▶ **TASK INSTRUCTIONS**:
Nothing but the lines from the one containing "let mut exams: Vec<Exam>" through the last line of the data below should be returned, each copied exactly.

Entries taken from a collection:
────────────────

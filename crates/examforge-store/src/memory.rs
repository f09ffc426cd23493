//! In-memory exam store.

use std::collections::HashMap;

use async_trait::async_trait;
use tokio::sync::Mutex;
use tracing::debug;
use uuid::Uuid;

use examforge_core::error::{ExamError, Result};
use examforge_core::model::{Exam, ExamRecord};
use examforge_core::traits::ExamStore;

/// Exam store guarded by one lock. Every write is a compare-and-swap on the
/// exam version. Exams live as long as the store.
#[derive(Default)]
pub struct MemoryStore {
    records: Mutex<HashMap<Uuid, ExamRecord>>,
}

impl MemoryStore {
    pub fn new() -> Self {
        Self::default()
    }
}

#[async_trait]
impl ExamStore for MemoryStore {
    async fn insert(&self, record: ExamRecord) -> Result<()> {
        let id = record.exam.id;
        let mut records = self.records.lock().await;
        if records.contains_key(&id) {
            return Err(ExamError::Store(format!("exam {id} already exists")));
        }
        records.insert(id, record);
        Ok(())
    }

    async fn load(&self, exam_id: Uuid) -> Result<ExamRecord> {
        self.records
            .lock()
            .await
            .get(&exam_id)
            .cloned()
            .ok_or_else(|| ExamError::NotFound(format!("exam {exam_id}")))
    }

    async fn commit(&self, mut record: ExamRecord) -> Result<ExamRecord> {
        let id = record.exam.id;
        let mut records = self.records.lock().await;
        let stored = records
            .get(&id)
            .ok_or_else(|| ExamError::NotFound(format!("exam {id}")))?;
        if stored.exam.version != record.exam.version {
            debug!(exam_id = %id, stored = stored.exam.version, offered = record.exam.version, "stale commit");
            return Err(ExamError::Conflict(id));
        }

        record.exam.version += 1;
        records.insert(id, record.clone());
        Ok(record)
    }

    async fn delete(&self, exam_id: Uuid) -> Result<Option<ExamRecord>> {
        Ok(self.records.lock().await.remove(&exam_id))
    }

    async fn list(&self) -> Result<Vec<Exam>> {
        let records = self.records.lock().await;
        let mut exams: Vec<Exam> = records.values().map(|r| r.exam.clone()).collect();
        exams.sort_by(|a, b| b.created_at.cmp(&a.created_at));
        Ok(exams)
    }
}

────────────────

▶ **ANSWER FOR THE TASK**:
        let mut exams: Vec<Exam> = records.values().map(|r| r.exam.clone()).collect();
        exams.sort_by(|a, b| b.created_at.cmp(&a.created_at));
        Ok(exams)
    }
}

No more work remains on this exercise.